Only one stretch of the records below is wanted: the lines from the one holding "Validate configuration values" through the one holding "pub fn request_timeout(&self)". Return it exactly, both ends included.

[Dataset entries]
--------------------------------------------------
//! Configuration management for the smwgeo resolver
//!
//! This module handles loading and validating configuration from environment
//! variables and TOML files.

use anyhow::{Context, Result};
use serde::{Deserialize, Serialize};
use std::path::Path;
use std::time::Duration;

use crate::parser::html::RDF_MIME_TYPE;
use crate::utils::error::ConfigError;
use crate::utils::validate_format_url;

/// Main configuration structure
#[derive(Debug, Clone, Default, Serialize, Deserialize)]
#[serde(default)]
pub struct Config {
    /// Resolver configuration
    pub resolver: ResolverConfig,

    /// HTTP fetcher configuration
    pub fetcher: FetcherConfig,

    /// Logging configuration
    pub logging: LoggingConfig,
}

/// What to look up and how
#[derive(Debug, Clone, Serialize, Deserialize)]
#[serde(default)]
pub struct ResolverConfig {
    /// Page URL template; `%s` is replaced by the normalized query
    pub format_url: String,

    /// Attribute names to search, in priority order
    pub attributes: Vec<String>,

    /// Relation names to follow, in priority order
    pub relations: Vec<String>,

    /// Reserved; accepted and reported but not consulted
    pub prefer_semantic: bool,

    /// MIME type of the RDF alternate link
    pub rdf_mime_type: String,

    /// Maximum relation depth; unbounded when absent
    pub max_depth: Option<usize>,
}

/// HTTP fetcher configuration
#[derive(Debug, Clone, Serialize, Deserialize)]
#[serde(default)]
pub struct FetcherConfig {
    /// User agent string
    pub user_agent: String,

    /// Request timeout in seconds
    pub request_timeout_secs: u64,

    /// Rate limit (requests per second), 0 disables limiting
    pub rate_limit: u32,
}

/// Logging configuration
#[derive(Debug, Clone, Serialize, Deserialize)]
#[serde(default)]
pub struct LoggingConfig {
    /// Log level (trace, debug, info, warn, error)
    pub level: String,

    /// Log format (text, json)
    pub format: String,
}

impl Default for ResolverConfig {
    fn default() -> Self {
        Self {
            format_url: String::from("http://localhost/wiki/%s"),
            attributes: vec![String::from("Coordinates")],
            relations: vec![String::from("Located in")],
            prefer_semantic: false,
            rdf_mime_type: String::from(RDF_MIME_TYPE),
            max_depth: None,
        }
    }
}

impl Default for FetcherConfig {
    fn default() -> Self {
        Self {
            user_agent: format!("smwgeo/{}", env!("CARGO_PKG_VERSION")),
            request_timeout_secs: 30,
            rate_limit: 5,
        }
    }
}

impl Default for LoggingConfig {
    fn default() -> Self {
        Self {
            level: String::from("info"),
            format: String::from("text"),
        }
    }
}

/// Split a comma-separated list, dropping empty entries
fn split_list(value: &str) -> Vec<String> {
    value
        .split(',')
        .map(str::trim)
        .filter(|s| !s.is_empty())
        .map(str::to_string)
        .collect()
}

impl Config {
    /// Load configuration from environment variables
    pub fn from_env() -> Result<Self> {
        let defaults = Self::default();

        let format_url =
            std::env::var("SMWGEO_FORMAT_URL").unwrap_or(defaults.resolver.format_url);

        let attributes = std::env::var("SMWGEO_ATTRIBUTES")
            .map(|v| split_list(&v))
            .unwrap_or(defaults.resolver.attributes);

        let relations = std::env::var("SMWGEO_RELATIONS")
            .map(|v| split_list(&v))
            .unwrap_or(defaults.resolver.relations);

        let prefer_semantic = std::env::var("SMWGEO_PREFER_SEMANTIC")
            .ok()
            .and_then(|v| v.parse::<bool>().ok())
            .unwrap_or(false);

        let rdf_mime_type =
            std::env::var("SMWGEO_RDF_MIME_TYPE").unwrap_or(defaults.resolver.rdf_mime_type);

        let max_depth = match std::env::var("SMWGEO_MAX_DEPTH") {
            Ok(v) => Some(
                v.parse::<usize>()
                    .with_context(|| format!("Invalid SMWGEO_MAX_DEPTH: {v}"))?,
            ),
            Err(_) => None,
        };

        let user_agent =
            std::env::var("SMWGEO_USER_AGENT").unwrap_or(defaults.fetcher.user_agent);

        let request_timeout_secs = std::env::var("SMWGEO_REQUEST_TIMEOUT")
            .ok()
            .and_then(|v| v.parse::<u64>().ok())
            .unwrap_or(defaults.fetcher.request_timeout_secs);

        let rate_limit = std::env::var("SMWGEO_RATE_LIMIT")
            .ok()
            .and_then(|v| v.parse::<u32>().ok())
            .unwrap_or(defaults.fetcher.rate_limit);

        let log_level = std::env::var("SMWGEO_LOG_LEVEL").unwrap_or_else(|_| String::from("info"));

        let log_format =
            std::env::var("SMWGEO_LOG_FORMAT").unwrap_or_else(|_| String::from("text"));

        Ok(Self {
            resolver: ResolverConfig {
                format_url,
                attributes,
                relations,
                prefer_semantic,
                rdf_mime_type,
                max_depth,
            },
            fetcher: FetcherConfig {
                user_agent,
                request_timeout_secs,
                rate_limit,
            },
            logging: LoggingConfig {
                level: log_level,
                format: log_format,
            },
        })
    }

    /// Load configuration from a file
    pub fn from_file(path: &Path) -> Result<Self> {
        let content = std::fs::read_to_string(path)
            .with_context(|| format!("Failed to read config file: {}", path.display()))?;

        let config: Self = toml::from_str(&content)
            .with_context(|| format!("Failed to parse TOML config file: {}", path.display()))?;

        Ok(config)
    }

    /// Validate configuration values
    ///
    /// # Errors
    ///
    /// Returns `ConfigError::InvalidFormatUrl` for a bad page URL template
    /// and `ConfigError::Invalid` for other out-of-range values.
    pub fn validate(&self) -> std::result::Result<(), ConfigError> {
        validate_format_url(&self.resolver.format_url)?;

        if self.resolver.rdf_mime_type.trim().is_empty() {
            return Err(ConfigError::Invalid(
                "rdf_mime_type must not be empty".to_string(),
            ));
        }

        if self.fetcher.request_timeout_secs == 0 {
            return Err(ConfigError::Invalid(
                "request_timeout_secs must be greater than 0".to_string(),
            ));
        }

        Ok(())
    }
}

impl FetcherConfig {
    /// Get request timeout as Duration
    #[must_use]
    pub fn request_timeout(&self) -> Duration {
        Duration::from_secs(self.request_timeout_secs)
    }
}

#[cfg(test)]
mod tests {
    use super::*;

    #[test]
    fn test_default_config_is_valid() {
        let config = Config::default();
        assert!(config.validate().is_ok());
    }

    #[test]
    fn test_invalid_format_url() {
        let mut config = Config::default();
        config.resolver.format_url = String::from("http://localhost/wiki/");
        assert!(matches!(
            config.validate(),
            Err(ConfigError::InvalidFormatUrl { found: 0, .. })
        ));
    }

    #[test]
    fn test_zero_timeout_rejected() {
        let mut config = Config::default();
        config.fetcher.request_timeout_secs = 0;
        assert!(matches!(config.validate(), Err(ConfigError::Invalid(_))));
    }

    #[test]
    fn test_empty_mime_type_rejected() {
        let mut config = Config::default();
        config.resolver.rdf_mime_type = String::from("  ");
        assert!(matches!(config.validate(), Err(ConfigError::Invalid(_))));
    }

    #[test]
    fn test_request_timeout_conversion() {
        let config = Config::default();
        assert_eq!(config.fetcher.request_timeout(), Duration::from_secs(30));
    }

    #[test]
    fn test_partial_toml_uses_defaults() {
        let config: Config = toml::from_str(
            r#"
            [resolver]
            format_url = "https://wiki.example.org/wiki/%s"
            relations = ["Located in", "Part of"]
            "#,
        )
        .unwrap();

        assert_eq!(config.resolver.format_url, "https://wiki.example.org/wiki/%s");
        assert_eq!(config.resolver.attributes, vec!["Coordinates".to_string()]);
        assert_eq!(config.resolver.relations.len(), 2);
        assert_eq!(config.resolver.max_depth, None);
        assert_eq!(config.fetcher.request_timeout_secs, 30);
    }

    #[test]
    fn test_split_list() {
        assert_eq!(
            split_list("Coordinates, Location ,,Geo"),
            vec!["Coordinates", "Location", "Geo"]
        );
    }
}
--------------------------------------------------
| ANSWER TO THE EXERCISE |
    /// Validate configuration values
    ///
    /// # Errors
    ///
    /// Returns `ConfigError::InvalidFormatUrl` for a bad page URL template
    /// and `ConfigError::Invalid` for other out-of-range values.
    pub fn validate(&self) -> std::result::Result<(), ConfigError> {
        validate_format_url(&self.resolver.format_url)?;

        if self.resolver.rdf_mime_type.trim().is_empty() {
            return Err(ConfigError::Invalid(
                "rdf_mime_type must not be empty".to_string(),
            ));
        }

        if self.fetcher.request_timeout_secs == 0 {
            return Err(ConfigError::Invalid(
                "request_timeout_secs must be greater than 0".to_string(),
            ));
        }

        Ok(())
    }
}

impl FetcherConfig {
    /// Get request timeout as Duration
    #[must_use]
    pub fn request_timeout(&self) -> Duration {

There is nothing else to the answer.